Choosing between the BJP and the Congress is like having to choose between your malicious mother-in-law and the wicked sister-in-law. Both are wicked and reason enough to leave your husband and scream good riddance!

The fundamental zealot turned secular Prime Minister Wannabe LK Advani is going door-to-door across the country in his fancy rath and telling anyone who bothers to stop and listen that the BJP is under attack from a mutant virus - Congressisitis! The BJP has fallen prey to all the symptoms of this deadly virus - infighting, corruption, decay and internal power struggles. Last spotted, very few were listening to him, and they have even lost interest in the rath.

The Congress on the other hand has vowed to make its tenure at the Centre a memorable one. Unforgettable, not for the magnificent policies or leadership it dispensed to the nation. We have conceded to a government with two leaders - one who is forever is search of her halo and the other who has no power. Till date a silent majority was secretly happy that this government was not making any policies and letting country chug into the 21st century. Alas it was too good to last.

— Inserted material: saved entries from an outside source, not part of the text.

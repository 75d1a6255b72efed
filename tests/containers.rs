// Container test suite.
//
// Core invariants exercised:
// - Membership accounting: link adds exactly one reference, unlink or
//   search-driven removal releases exactly one, container destruction
//   releases one per remaining member.
// - Search: callback visits only the hashed bucket for object and hash
//   scans; outcomes return, unlink, or both; stop ends the scan.
// - Version: strictly increases across links and unlinks.
// - Validation: operations on a destroyed container or with a destroyed
//   object fail without touching the structure.
// - Reentrancy: member destructors may use the container that released
//   them; re-entering the bucket table from a match function panics.
use ao2::{
    match_by_pointer, Ao2, Ao2Error, CmpFlags, Container, KeyedContainer, Outcome, Position, Scan,
    Search,
};
use std::sync::atomic::{AtomicUsize, Ordering};

#[derive(Debug, PartialEq)]
struct Item {
    id: u32,
    bucket: u64,
}

fn item(id: u32, bucket: u64) -> Ao2<Item> {
    Ao2::new(Item { id, bucket })
}

fn by_bucket(buckets: usize) -> Container<Item> {
    Container::builder()
        .buckets(buckets)
        .hash(|i: &Item| i.bucket)
        .compare(|m: &Item, p: &Item| {
            if m.id == p.id {
                CmpFlags::MATCH | CmpFlags::STOP
            } else {
                CmpFlags::empty()
            }
        })
        .build()
}

// Test: container round trip in single-bucket mode.
// Verifies: count tracks link/unlink; identity find returns the object
// with one more reference.
#[test]
fn round_trip_without_hash_or_compare() {
    let c: Container<[u8; 16]> = Container::new(100, None, None);
    let p = Ao2::new([1u8; 16]);
    c.link(&p).unwrap();
    assert_eq!(c.count(), 1);
    assert_eq!(p.ref_count(), 2);

    let found = c.find(&p, Outcome::Return).unwrap().expect("linked");
    assert!(Ao2::ptr_eq(&found, &p));
    assert_eq!(p.ref_count(), 3);
    drop(found);

    c.unlink(&p).unwrap();
    assert_eq!(c.count(), 0);
    assert_eq!(p.ref_count(), 1);
    assert!(c.find(&p, Outcome::Return).unwrap().is_none());
}

// Test: find with unlink, three members sharing one bucket.
// Verifies: only B is removed and returned with the container's reference;
// a later find for B fails and A, C stay linked.
#[test]
fn find_with_unlink_in_shared_bucket() {
    let c = by_bucket(8);
    let a = item(1, 3);
    let b = item(2, 3);
    let d = item(3, 3);
    for o in [&a, &b, &d] {
        c.link(o).unwrap();
    }
    assert_eq!(b.ref_count(), 2);

    let got = c
        .callback(Search::object(&*b).outcome(Outcome::UnlinkReturn), |o| {
            if o.id == 2 {
                CmpFlags::MATCH
            } else {
                CmpFlags::empty()
            }
        })
        .unwrap()
        .expect("B matched");
    assert!(Ao2::ptr_eq(&got, &b));
    assert_eq!(b.ref_count(), 2);
    assert_eq!(c.count(), 2);
    drop(got);
    assert_eq!(b.ref_count(), 1);

    assert!(c.find(&b, Outcome::Return).unwrap().is_none());
    assert!(c.contains(&a).unwrap());
    assert!(c.contains(&d).unwrap());
}

// Test: lookup with a value that is equal to a member but not linked itself.
#[test]
fn find_by_equal_value() {
    let c = by_bucket(4);
    let stored = item(10, 1);
    c.link(&stored).unwrap();
    let wanted = Item { id: 10, bucket: 1 };
    let hit = c.find(&wanted, Outcome::Return).unwrap().expect("key match");
    assert!(Ao2::ptr_eq(&hit, &stored));
    let wrong_bucket = Item { id: 10, bucket: 2 };
    assert!(c.find(&wrong_bucket, Outcome::Return).unwrap().is_none());
}

struct Peer {
    name: String,
    port: u16,
}

fn peers(c: &KeyedContainer<Peer, str>) -> Vec<Ao2<Peer>> {
    let peers: Vec<_> = ["alice", "bob", "carol", "dave"]
        .iter()
        .enumerate()
        .map(|(i, n)| {
            Ao2::new(Peer {
                name: n.to_string(),
                port: 5060 + i as u16,
            })
        })
        .collect();
    for p in &peers {
        c.link(p).unwrap();
    }
    peers
}

// Test: Container::keyed hashes and compares an extracted key.
// Verifies: lookups take a bare &str; no member-typed value is built.
#[test]
fn keyed_container_finds_by_str() {
    let c = Container::keyed(31, |p: &Peer| p.name.as_str());
    let peers = peers(&c);

    let bob = c.find_key("bob", Outcome::Return).unwrap().expect("bob");
    assert_eq!(bob.port, 5061);
    assert!(Ao2::ptr_eq(&bob, &peers[1]));
    drop(bob);

    let carol = c.find_key("carol", Outcome::Unlink).unwrap();
    assert!(carol.is_none());
    assert_eq!(c.count(), 3);
    assert_eq!(peers[2].ref_count(), 1);
    assert!(c.find_key("carol", Outcome::Return).unwrap().is_none());
    assert!(c.find_key("mallory", Outcome::Return).unwrap().is_none());

    let owned = String::from("dave");
    let dave = c.find_key(&owned, Outcome::UnlinkReturn).unwrap().expect("dave");
    assert_eq!(dave.port, 5063);
    assert_eq!(c.count(), 2);
}

// Test: the key hash agrees with the hash the container assigns members.
// Verifies: a raw hash scan built from a key visits that member; clones share keying.
#[test]
fn keyed_hash_matches_member_bucket() {
    let c = Container::keyed(7, |p: &Peer| p.name.as_str());
    let peers = peers(&c);
    let mut visited = Vec::new();
    c.callback_all(c.search_key("alice").outcome(Outcome::Visit), |p| {
        visited.push(p.name.clone());
        CmpFlags::MATCH
    })
    .unwrap();
    assert!(visited.iter().any(|n| n == "alice"));

    let other = c.clone();
    assert_eq!(other.key_hash("alice"), c.key_hash("alice"));
    let all_bob = other.find_key_all("bob", Outcome::Return).unwrap();
    assert_eq!(all_bob.len(), 1);
    assert!(Ao2::ptr_eq(&all_bob[0], &peers[1]));
}

// Test: callback_all collects every match across buckets.
// Verifies: Return outcome bumps each match once; Unlink removes them all.
#[test]
fn callback_all_matches() {
    let c = by_bucket(4);
    let items: Vec<_> = (0..12).map(|i| item(i, i as u64)).collect();
    for o in &items {
        c.link(o).unwrap();
    }
    let even = |o: &Ao2<Item>| {
        if o.id % 2 == 0 {
            CmpFlags::MATCH
        } else {
            CmpFlags::empty()
        }
    };
    let got = c.callback_all(Search::all(), even).unwrap();
    assert_eq!(got.len(), 6);
    assert!(got.iter().all(|o| o.ref_count() == 3));
    drop(got);

    let removed = c
        .callback_all(Search::all().outcome(Outcome::Unlink), even)
        .unwrap();
    assert!(removed.is_empty());
    assert_eq!(c.count(), 6);
    for o in &items {
        assert_eq!(o.ref_count(), if o.id % 2 == 0 { 1 } else { 2 });
    }
}

// Test: a hash scan only visits the bucket of that hash.
#[test]
fn hash_scan_limits_to_bucket() {
    let c = by_bucket(4);
    let items: Vec<_> = (0..8).map(|i| item(i, i as u64)).collect();
    for o in &items {
        c.link(o).unwrap();
    }
    let mut visited = Vec::new();
    c.callback_all(Search::hash(6).outcome(Outcome::Visit), |o| {
        visited.push(o.id);
        CmpFlags::MATCH
    })
    .unwrap();
    visited.sort_unstable();
    assert_eq!(visited, vec![2, 6]);

    let search = Search::<Item> {
        scan: Scan::All,
        outcome: Outcome::Visit,
    };
    let mut all = 0;
    c.callback_all(search, |_| {
        all += 1;
        CmpFlags::empty()
    })
    .unwrap();
    assert_eq!(all, 8);
}

// Test: head insertion places newest first in its bucket.
#[test]
fn head_insertion_order_within_bucket() {
    let c: Container<u32> = Container::new(1, None, None);
    let objs: Vec<_> = (0..3).map(Ao2::new).collect();
    c.link(&objs[0]).unwrap();
    c.link_at(&objs[1], Position::Head).unwrap();
    c.link(&objs[2]).unwrap();
    let mut order = Vec::new();
    c.callback_all(Search::all().outcome(Outcome::Visit), |o| {
        order.push(**o);
        CmpFlags::empty()
    })
    .unwrap();
    assert_eq!(order, vec![1, 0, 2]);
}

// Test: version monotonicity across a mixed sequence.
#[test]
fn version_strictly_increases() {
    let c = by_bucket(3);
    let items: Vec<_> = (0..10).map(|i| item(i, i as u64)).collect();
    let mut last = c.version();
    for (n, o) in items.iter().enumerate() {
        c.link(o).unwrap();
        assert!(c.version() > last);
        last = c.version();
        if n % 3 == 0 {
            c.unlink(o).unwrap();
            assert!(c.version() > last);
            last = c.version();
        }
    }
    let cleared = c.clear().unwrap();
    assert_eq!(cleared, 6);
    assert!(c.version() > last);
    assert!(c.is_empty());
}

// Test: unlinking an object that is not a member is a no-op.
#[test]
fn unlink_non_member() {
    let c = by_bucket(2);
    let a = item(1, 0);
    let stranger = item(1, 0);
    c.link(&a).unwrap();
    let v = c.version();
    c.unlink(&stranger).unwrap();
    assert_eq!(c.count(), 1);
    assert_eq!(c.version(), v);
    assert_eq!(stranger.ref_count(), 1);
}

// Test: an object linked into two containers holds one reference per
// membership.
#[test]
fn multiple_memberships() {
    let c1 = by_bucket(2);
    let c2: Container<Item> = Container::new(1, None, None);
    let o = item(5, 1);
    c1.link(&o).unwrap();
    c2.link(&o).unwrap();
    assert_eq!(o.ref_count(), 3);
    drop(c1);
    assert_eq!(o.ref_count(), 2);
    c2.unlink(&o).unwrap();
    assert_eq!(o.ref_count(), 1);
}

// Test: container destruction releases every member exactly once.
#[test]
fn destruction_releases_members() {
    static DESTROYED: AtomicUsize = AtomicUsize::new(0);
    fn count(_: &u32) {
        DESTROYED.fetch_add(1, Ordering::SeqCst);
    }
    let c: Container<u32> = Container::new(5, Some(Box::new(|v: &u32| *v as u64)), None);
    let kept = Ao2::with_destructor(100, count);
    c.link(&kept).unwrap();
    for i in 0..20 {
        let o = Ao2::with_destructor(i, count);
        c.link(&o).unwrap();
    }
    let second = c.clone();
    assert_eq!(c.ref_count(), 2);
    drop(c);
    assert_eq!(DESTROYED.load(Ordering::SeqCst), 0);
    drop(second);
    assert_eq!(DESTROYED.load(Ordering::SeqCst), 20);
    assert_eq!(kept.ref_count(), 1);
}

// Test: the container's object handle shares its count and lock.
// Verifies: no internal type is needed to hold or lock the container object.
#[test]
fn container_object_handle() {
    let c: Container<u32> = Container::new(2, None, None);
    let handle = c.as_object().clone();
    assert_eq!(c.ref_count(), 2);
    {
        let _held = handle.lock().unwrap();
        let guard = c.lock().unwrap();
        assert_eq!(guard.iter().count(), 0);
    }
    drop(handle);
    assert_eq!(c.ref_count(), 1);
    c.link(&Ao2::new(3)).unwrap();
    assert_eq!(c.count(), 1);
}

// Test: a destroyed container rejects every operation.
#[test]
fn destroyed_container_is_invalid() {
    let c: Container<u32> = Container::new(1, None, None);
    let o = Ao2::new(1);
    c.link(&o).unwrap();
    let raw = c.as_object().as_ptr();
    raw.add_ref(-1).unwrap();
    assert_eq!(o.ref_count(), 1);
    assert_eq!(c.link(&o), Err(Ao2Error::InvalidObject));
    assert!(c.find(&o, Outcome::Return).is_err());
    assert!(c.callback(Search::all(), |_| CmpFlags::MATCH).is_err());
    assert!(c.iter().next().is_none());
    assert!(c.lock().is_err());
    // Dropping `c` would only log a release of a destroyed object.
    std::mem::forget(c);
}

// Test: linking a destroyed object fails and leaves the container as is.
#[test]
fn link_rejects_destroyed_object() {
    let c: Container<u32> = Container::new(1, None, None);
    let o = Ao2::new(1);
    let raw = o.as_ptr();
    raw.add_ref(-1).unwrap();
    assert_eq!(c.link(&o), Err(Ao2Error::InvalidObject));
    assert_eq!(c.count(), 0);
    assert_eq!(c.version(), 1);
    std::mem::forget(o);
}

// Test: a member destructor may use the container that released it.
#[test]
fn member_destructor_may_reenter_container() {
    use std::sync::Mutex;
    static SEEN: Mutex<Vec<usize>> = Mutex::new(Vec::new());
    static HOME: Mutex<Option<Container<u32>>> = Mutex::new(None);
    fn note(_: &u32) {
        let home = HOME.lock().unwrap();
        if let Some(c) = home.as_ref() {
            SEEN.lock().unwrap().push(c.count());
        }
    }
    let c: Container<u32> = Container::new(1, None, None);
    *HOME.lock().unwrap() = Some(c.clone());
    let o = Ao2::with_destructor(1, note);
    c.link(&o).unwrap();
    c.link(&Ao2::with_destructor(2, note)).unwrap();
    drop(o);
    let removed = c.clear().unwrap();
    assert_eq!(removed, 2);
    assert_eq!(*SEEN.lock().unwrap(), vec![0, 0]);
    HOME.lock().unwrap().take();
}

// Test: a match function that re-enters the container panics instead of
// aliasing the bucket table; the container stays usable afterwards.
#[test]
fn reentrant_match_function_panics() {
    let c: Container<u32> = Container::new(1, None, None);
    let o = Ao2::new(1);
    c.link(&o).unwrap();
    let res = std::panic::catch_unwind(std::panic::AssertUnwindSafe(|| {
        let _ = c.callback(Search::all(), |_| {
            let _ = c.link(&Ao2::new(2));
            CmpFlags::MATCH
        });
    }));
    assert!(res.is_err());
    assert_eq!(c.count(), 1);
    c.link(&Ao2::new(3)).unwrap();
    assert_eq!(c.count(), 2);
}

// Test: match_by_pointer distinguishes equal payloads.
#[test]
fn match_by_pointer_is_identity() {
    let c: Container<u32> = Container::new(1, None, None);
    let a = Ao2::new(7);
    let b = Ao2::new(7);
    c.link(&a).unwrap();
    c.link(&b).unwrap();
    let hit = c
        .callback(Search::all(), match_by_pointer(&b))
        .unwrap()
        .expect("b linked");
    assert!(Ao2::ptr_eq(&hit, &b));
    assert!(!Ao2::ptr_eq(&hit, &a));
}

The HRD Minister has resurrected Mandal from its bloody grave by sending a proposal to the cabinet to introduce 27% reservation for OBCs in 20 central universities. The reservation shall extend to speciality education institutions like the IITs and IIMs. This shall take the total reservations based on caste to 49.5%.

The Congress is trying to outdo the BJP - by playing the caste card it hopes to divide the Hindu vote and recapture some of its lost glory. What this proposal seeks to do is clear - capture the OBC vote. The Congress shall be seen as a savior of the backward classes. Any party opposing this move is committing political suicide since it loses this chunk of votes.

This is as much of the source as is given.